OUR Divine Saviour shows both by precept and example that His favourite virtue, His own and, in a certain sense, characteristic virtue, was charity. Whether He treated with His ignorant and rude Apostles, with the sick and poor, or with His enemies and sinners, He is always benign, condescending, merciful, affable, patient; in a word, His charity appeared in all its most amiable forms. Oh, how well these titles suit Him!—a King full of clemency, a Lamb full of mildness. How justly could He say, "Learn of Me, that I am meek and humble of heart"! His yoke was sweet, His burden light, His conversation without sadness or bitterness. He lightened the burdens of those heavily laden; He consoled those in sorrow; He quenched not the dying spark nor broke the bruised reed.

He calls us His friends, His brothers, His little flock; and as the greatest sign of friendship is to die for those we love, He gave to each of us the right to say with St.

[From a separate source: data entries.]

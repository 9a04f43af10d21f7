//! Day, week, and month timeline views.
//!
//! Every view runs the same pass: expand recurrences for the visible range,
//! bucket into per-day slots, group each day into overlap clusters, and lay
//! the clusters out.

use chrono::{DateTime, Datelike, Duration, NaiveDate, Utc, Weekday};
use serde::{Deserialize, Serialize};
use tracing::debug;

use crate::bucket::{AllDayEntry, Buckets, DayBucket, bucket_events};
use crate::error::{DuetError, DuetResult};
use crate::event::{RejectedEvent, TimelineEvent};
use crate::layout::{ClusterLayout, LayoutConfig, layout_cluster};
use crate::overlap::{GroupingStrategy, group};
use crate::recurrence::expand_all;
use crate::timezone::{DisplayZone, TimezonePolicy, start_of_day};

#[derive(Debug, Clone, Copy, Default, PartialEq, Eq, Serialize, Deserialize)]
#[serde(rename_all = "snake_case")]
pub enum WeekStart {
    #[default]
    Monday,
    Sunday,
}

impl WeekStart {
    fn weekday(self) -> Weekday {
        match self {
            WeekStart::Monday => Weekday::Mon,
            WeekStart::Sunday => Weekday::Sun,
        }
    }

    /// First day of the week containing `date`.
    pub fn week_of(self, date: NaiveDate) -> NaiveDate {
        date.week(self.weekday()).first_day()
    }
}

/// Everything a layout pass needs besides the events themselves.
#[derive(Debug, Clone, PartialEq)]
pub struct TimelineOptions {
    pub zones: DisplayZone,
    pub grouping: GroupingStrategy,
    pub layout: LayoutConfig,
    pub week_start: WeekStart,
}

#[derive(Debug, Clone, PartialEq, Serialize)]
pub struct DayLayout {
    pub date: NaiveDate,
    pub all_day: Vec<AllDayEntry>,
    pub clusters: Vec<ClusterLayout>,
}

impl DayLayout {
    pub fn event_count(&self) -> usize {
        self.clusters.iter().map(ClusterLayout::len).sum::<usize>() + self.all_day.len()
    }
}

#[derive(Debug, Clone, PartialEq, Serialize)]
pub struct TimelineView {
    /// Viewer zone; under [`TimezonePolicy::Source`] only the fallback
    pub zone: String,
    pub policy: TimezonePolicy,
    pub days: Vec<DayLayout>,
    pub rejected: Vec<RejectedEvent>,
}

#[derive(Debug, Clone, PartialEq, Serialize)]
pub struct MonthCell {
    pub date: NaiveDate,
    /// False for the leading/trailing days of neighbouring months
    pub in_month: bool,
    pub titles: Vec<String>,
    pub overflow: usize,
}

#[derive(Debug, Clone, PartialEq, Serialize)]
pub struct MonthView {
    pub year: i32,
    pub month: u32,
    /// Six rows of seven cells
    pub weeks: Vec<Vec<MonthCell>>,
    pub rejected: Vec<RejectedEvent>,
}

pub fn day_view(
    events: &[TimelineEvent],
    date: NaiveDate,
    options: &TimelineOptions,
) -> DuetResult<TimelineView> {
    timeline_view(events, date, date, options)
}

pub fn week_view(
    events: &[TimelineEvent],
    date: NaiveDate,
    options: &TimelineOptions,
) -> DuetResult<TimelineView> {
    let first = options.week_start.week_of(date);
    timeline_view(events, first, first + Duration::days(6), options)
}

/// Lay out every date in `first..=last`.
pub fn timeline_view(
    events: &[TimelineEvent],
    first: NaiveDate,
    last: NaiveDate,
    options: &TimelineOptions,
) -> DuetResult<TimelineView> {
    let buckets = prepare(events, first, last, options)?;

    let days = buckets
        .days
        .iter()
        .map(|(date, bucket)| layout_day(*date, bucket, options))
        .collect();

    Ok(TimelineView {
        zone: options.zones.viewer.name().to_string(),
        policy: options.zones.policy,
        days,
        rejected: buckets.rejected,
    })
}

/// Month grid of 6×7 dates starting on the configured week start.
pub fn month_view(
    events: &[TimelineEvent],
    year: i32,
    month: u32,
    options: &TimelineOptions,
) -> DuetResult<MonthView> {
    let first_of_month = NaiveDate::from_ymd_opt(year, month, 1)
        .ok_or_else(|| DuetError::Config(format!("invalid month {year}-{month:02}")))?;
    let grid_start = options.week_start.week_of(first_of_month);
    let grid_end = grid_start + Duration::days(41);

    let buckets = prepare(events, grid_start, grid_end, options)?;
    let cap = options.layout.max_columns;

    let cells: Vec<MonthCell> = buckets
        .days
        .iter()
        .map(|(date, bucket)| {
            let mut titles: Vec<String> = bucket.all_day.iter().map(|e| e.title.clone()).collect();
            titles.extend(bucket.placements().into_iter().map(|p| p.title));

            let overflow = titles.len().saturating_sub(cap);
            titles.truncate(cap);

            MonthCell {
                date: *date,
                in_month: date.month() == month,
                titles,
                overflow,
            }
        })
        .collect();

    let weeks = cells.chunks(7).map(<[MonthCell]>::to_vec).collect();

    Ok(MonthView {
        year,
        month,
        weeks,
        rejected: buckets.rejected,
    })
}

/// Expand recurrences and bucket events for `first..=last`.
pub(crate) fn prepare(
    events: &[TimelineEvent],
    first: NaiveDate,
    last: NaiveDate,
    options: &TimelineOptions,
) -> DuetResult<Buckets> {
    options.layout.validate()?;
    if last < first {
        return Err(DuetError::Config(format!(
            "range ends before it starts ({first} > {last})"
        )));
    }

    let (from, to) = expansion_window(first, last, options)?;
    let (expanded, mut rejected) = expand_all(events, from, to);

    let mut buckets = bucket_events(
        &expanded,
        first,
        last,
        &options.zones,
        options.layout.slot_minutes,
    );
    rejected.append(&mut buckets.rejected);
    buckets.rejected = rejected;

    debug!(%first, %last, events = expanded.len(), "prepared timeline range");
    Ok(buckets)
}

/// Instants covering the range in any zone an event may be shown in.
///
/// UTC offsets span -12:00 to +14:00, so a source zone's day can sit more
/// than a day away from the viewer's. The window is widened by two days on
/// each side; bucketing clips to the real range.
fn expansion_window(
    first: NaiveDate,
    last: NaiveDate,
    options: &TimelineOptions,
) -> DuetResult<(DateTime<Utc>, DateTime<Utc>)> {
    let viewer = options.zones.viewer;
    let from = start_of_day(first, viewer)? - Duration::days(2);
    let to = start_of_day(last + Duration::days(1), viewer)? + Duration::days(2);
    Ok((from, to))
}

fn layout_day(date: NaiveDate, bucket: &DayBucket, options: &TimelineOptions) -> DayLayout {
    let placements = bucket.placements();

    let clusters = group(&placements, options.grouping)
        .iter()
        .map(|cluster| layout_cluster(cluster, &options.layout))
        .collect();

    DayLayout {
        date,
        all_day: bucket.all_day.clone(),
        clusters,
    }
}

Paul: "He loved me, and delivered Himself up for me." Let us, then, say: "My good Master, I love Thee, and deliver myself up for Thee."

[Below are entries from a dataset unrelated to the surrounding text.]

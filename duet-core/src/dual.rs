//! Side-by-side user/partner slots for one date.

use std::fmt;

use chrono::NaiveDate;
use serde::Serialize;

use crate::bucket::{MINUTES_PER_DAY, Placement};
use crate::error::DuetResult;
use crate::event::{Owner, RejectedEvent, TimelineEvent};
use crate::timeline::{TimelineOptions, prepare};

#[derive(Debug, Clone, Copy, PartialEq, Eq, PartialOrd, Ord, Serialize)]
pub struct TimeOfDay {
    pub hour: u8,
    pub minute: u8,
}

impl TimeOfDay {
    pub fn from_minute(minute_of_day: u32) -> Self {
        TimeOfDay {
            hour: (minute_of_day / 60) as u8,
            minute: (minute_of_day % 60) as u8,
        }
    }

    pub fn minute_of_day(self) -> u32 {
        u32::from(self.hour) * 60 + u32::from(self.minute)
    }
}

impl fmt::Display for TimeOfDay {
    fn fmt(&self, f: &mut fmt::Formatter) -> fmt::Result {
        write!(f, "{:02}:{:02}", self.hour, self.minute)
    }
}

#[derive(Debug, Clone, PartialEq, Serialize)]
pub struct DualSlot {
    pub time: TimeOfDay,
    pub user: Option<String>,
    pub partner: Option<String>,
    /// User events covering the slot that lost to `user`
    pub hidden_user: usize,
    pub hidden_partner: usize,
}

impl DualSlot {
    pub fn is_empty(&self) -> bool {
        self.user.is_none() && self.partner.is_none()
    }
}

#[derive(Debug, Clone, PartialEq, Serialize)]
pub struct DualView {
    pub date: NaiveDate,
    pub slot_minutes: u32,
    /// Every slot of the day in order, including empty ones
    pub slots: Vec<DualSlot>,
    pub rejected: Vec<RejectedEvent>,
}

impl DualView {
    pub fn occupied(&self) -> impl Iterator<Item = &DualSlot> {
        self.slots.iter().filter(|s| !s.is_empty())
    }
}

/// Build the dual calendar for `date`, splitting events by [`Owner`].
///
/// An event fills every slot it covers. When several events of the same
/// owner cover a slot, the earliest start wins (then the lowest id) and the
/// rest are counted as hidden.
pub fn dual_view(
    events: &[TimelineEvent],
    date: NaiveDate,
    options: &TimelineOptions,
) -> DuetResult<DualView> {
    let buckets = prepare(events, date, date, options)?;
    let slot_minutes = buckets.slot_minutes;
    let placements = buckets
        .day(date)
        .map(|day| day.placements())
        .unwrap_or_default();

    let slots = (0..MINUTES_PER_DAY / slot_minutes)
        .map(|index| {
            let slot_start = index * slot_minutes;
            let slot_end = slot_start + slot_minutes;
            let (user, hidden_user) = pick(&placements, Owner::User, slot_start, slot_end);
            let (partner, hidden_partner) =
                pick(&placements, Owner::Partner, slot_start, slot_end);

            DualSlot {
                time: TimeOfDay::from_minute(slot_start),
                user,
                partner,
                hidden_user,
                hidden_partner,
            }
        })
        .collect();

    Ok(DualView {
        date,
        slot_minutes,
        slots,
        rejected: buckets.rejected,
    })
}

fn covers(p: &Placement, slot_start: u32, slot_end: u32) -> bool {
    if p.start_minute == p.end_minute {
        return p.start_minute >= slot_start && p.start_minute < slot_end;
    }
    p.start_minute < slot_end && p.end_minute > slot_start
}

/// Earliest start wins; equal starts go to the lowest id regardless of length.
fn pick(
    placements: &[Placement],
    owner: Owner,
    slot_start: u32,
    slot_end: u32,
) -> (Option<String>, usize) {
    let candidates: Vec<&Placement> = placements
        .iter()
        .filter(|p| p.owner == owner && covers(p, slot_start, slot_end))
        .collect();

    let winner = candidates
        .iter()
        .min_by(|a, b| a.start.cmp(&b.start).then_with(|| a.event_id.cmp(&b.event_id)));

    match winner {
        Some(winner) => (Some(winner.title.clone()), candidates.len() - 1),
        None => (None, 0),
    }
}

Religious, called to reproduce the three great virtues of Jesus Christ—poverty, chastity, and obedience—have still another to practise not less noble or distinctive—viz., fraternal charity. By this virtue they are not called to rise above earthly or sensual pleasures, nor above their judgment and self-will, but above egotism and self-love, which shoot their roots deepest in the soul. They must consider attentively the fundamental truths on which charity is based and its effects, as also the principal obstacles to its attainment, and the means to overcome them.

II

We are all members of the great Christian family

CHARITY towards our neighbour is charity towards God in our neighbour, because, faith assuring us that God is our Father, Jesus Christ our Head, the Holy Ghost our sanctifier, it follows that to love our neighbour—inasmuch as he is the well-beloved child of God, the member of Jesus Christ, and the sanctuary of the Holy Ghost—is to love in a special manner our heavenly Father, His only-begotten Son, together with the Holy Spirit. And because it is scarcely possible for religious to behold their brethren in this light without wishing them what the Most Holy Trinity so lovingly desires to bestow on them, acts of fraternal charity include—almost necessarily at least—implicit acts of faith and hope; and the exercise of the noblest of the theological virtues thus often becomes an exercise of the other two.

Thus it is that charity poured into our hearts by the Holy Spirit, uniting Christians among themselves and with the adorable Trinity whose images they are, is the vivid and perfect imitation of the love of the Father for the Son, and of the Son for the Father—a substantial love which is no other than the Holy Ghost, and makes us all one in God by grace, as the Father and Son are only one God with the Holy Ghost by nature, according to the words of our Lord: "That they all may be one; as Thou, Father, in Me, and I in Thee: that they also may be one in Us."

Such is the chain that unites and binds us—a chain of gold a thousand times stronger than those of flesh and blood, interest or friendship, because these permit the defects of body and the vices of the soul to be seen, whilst charity covers all, hides all, to offer exclusively to admiration and love the work of the hands of God, the price of the blood of Jesus Christ and the masterpiece of the Holy Spirit....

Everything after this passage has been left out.